Goal of the exercise => In your reply, write out the records exactly, each line intact.
====== Supplied material ======
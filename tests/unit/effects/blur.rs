use super::*;
use crate::render::texture::PixelFormat;

#[test]
fn radius_0_copies_source() {
    let src = Texture::from_bytes(1, 2, PixelFormat::Rgba8Premul, vec![1, 2, 3, 4, 5, 6, 7, 8])
        .unwrap();
    let mut dst = Texture::new(1, 2, PixelFormat::Rgba8Premul).unwrap();
    gaussian_blur(&src, &mut dst, 0, 1.0).unwrap();
    assert_eq!(dst, src);
}

#[test]
fn constant_image_is_unchanged() {
    let src = Texture::solid(4, 3, [10, 20, 30, 40]).unwrap();
    let mut dst = Texture::new(4, 3, PixelFormat::Rgba8Premul).unwrap();
    gaussian_blur(&src, &mut dst, 3, 2.0).unwrap();
    assert_eq!(dst, src);
}

#[test]
fn single_pixel_energy_spreads_symmetrically() {
    let mut src = Texture::new(5, 5, PixelFormat::Rgba8Premul).unwrap();
    let center = (2 * 5 + 2) * 4;
    src.data_mut()[center..center + 4].copy_from_slice(&[255, 255, 255, 255]);
    let mut dst = Texture::new(5, 5, PixelFormat::Rgba8Premul).unwrap();
    gaussian_blur(&src, &mut dst, 2, 1.0).unwrap();

    assert!(dst.pixel(2, 2)[3] < 255);
    assert!(dst.pixel(1, 2)[3] > 0);
    assert_eq!(dst.pixel(1, 2), dst.pixel(3, 2));
    assert_eq!(dst.pixel(2, 1), dst.pixel(2, 3));
}

#[test]
fn kernel_sums_to_one() {
    let k = gaussian_kernel_q16(7, 3.0).unwrap();
    assert_eq!(k.len(), 15);
    assert_eq!(k.iter().map(|&w| u64::from(w)).sum::<u64>(), 65536);
}

#[test]
fn invalid_sigma_is_rejected() {
    assert!(gaussian_kernel_q16(2, 0.0).is_err());
    assert!(gaussian_kernel_q16(2, f32::NAN).is_err());
}

#[test]
fn mismatched_sizes_are_rejected() {
    let src = Texture::solid(2, 2, [0, 0, 0, 0]).unwrap();
    let mut dst = Texture::solid(3, 2, [0, 0, 0, 0]).unwrap();
    assert!(gaussian_blur(&src, &mut dst, 1, 1.0).is_err());
}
======
Worked solution =>
filename tests/unit/effects/blur.rs
use super::*;
use crate::render::texture::PixelFormat;

#[test]
fn radius_0_copies_source() {
    let src = Texture::from_bytes(1, 2, PixelFormat::Rgba8Premul, vec![1, 2, 3, 4, 5, 6, 7, 8])
        .unwrap();
    let mut dst = Texture::new(1, 2, PixelFormat::Rgba8Premul).unwrap();
    gaussian_blur(&src, &mut dst, 0, 1.0).unwrap();
    assert_eq!(dst, src);
}

#[test]
fn constant_image_is_unchanged() {
    let src = Texture::solid(4, 3, [10, 20, 30, 40]).unwrap();
    let mut dst = Texture::new(4, 3, PixelFormat::Rgba8Premul).unwrap();
    gaussian_blur(&src, &mut dst, 3, 2.0).unwrap();
    assert_eq!(dst, src);
}

#[test]
fn single_pixel_energy_spreads_symmetrically() {
    let mut src = Texture::new(5, 5, PixelFormat::Rgba8Premul).unwrap();
    let center = (2 * 5 + 2) * 4;
    src.data_mut()[center..center + 4].copy_from_slice(&[255, 255, 255, 255]);
    let mut dst = Texture::new(5, 5, PixelFormat::Rgba8Premul).unwrap();
    gaussian_blur(&src, &mut dst, 2, 1.0).unwrap();

    assert!(dst.pixel(2, 2)[3] < 255);
    assert!(dst.pixel(1, 2)[3] > 0);
    assert_eq!(dst.pixel(1, 2), dst.pixel(3, 2));
    assert_eq!(dst.pixel(2, 1), dst.pixel(2, 3));
}

#[test]
fn kernel_sums_to_one() {
    let k = gaussian_kernel_q16(7, 3.0).unwrap();
    assert_eq!(k.len(), 15);
    assert_eq!(k.iter().map(|&w| u64::from(w)).sum::<u64>(), 65536);
}

#[test]
fn invalid_sigma_is_rejected() {
    assert!(gaussian_kernel_q16(2, 0.0).is_err());
    assert!(gaussian_kernel_q16(2, f32::NAN).is_err());
}

#[test]
fn mismatched_sizes_are_rejected() {
    let src = Texture::solid(2, 2, [0, 0, 0, 0]).unwrap();
    let mut dst = Texture::solid(3, 2, [0, 0, 0, 0]).unwrap();
    assert!(gaussian_blur(&src, &mut dst, 1, 1.0).is_err());
}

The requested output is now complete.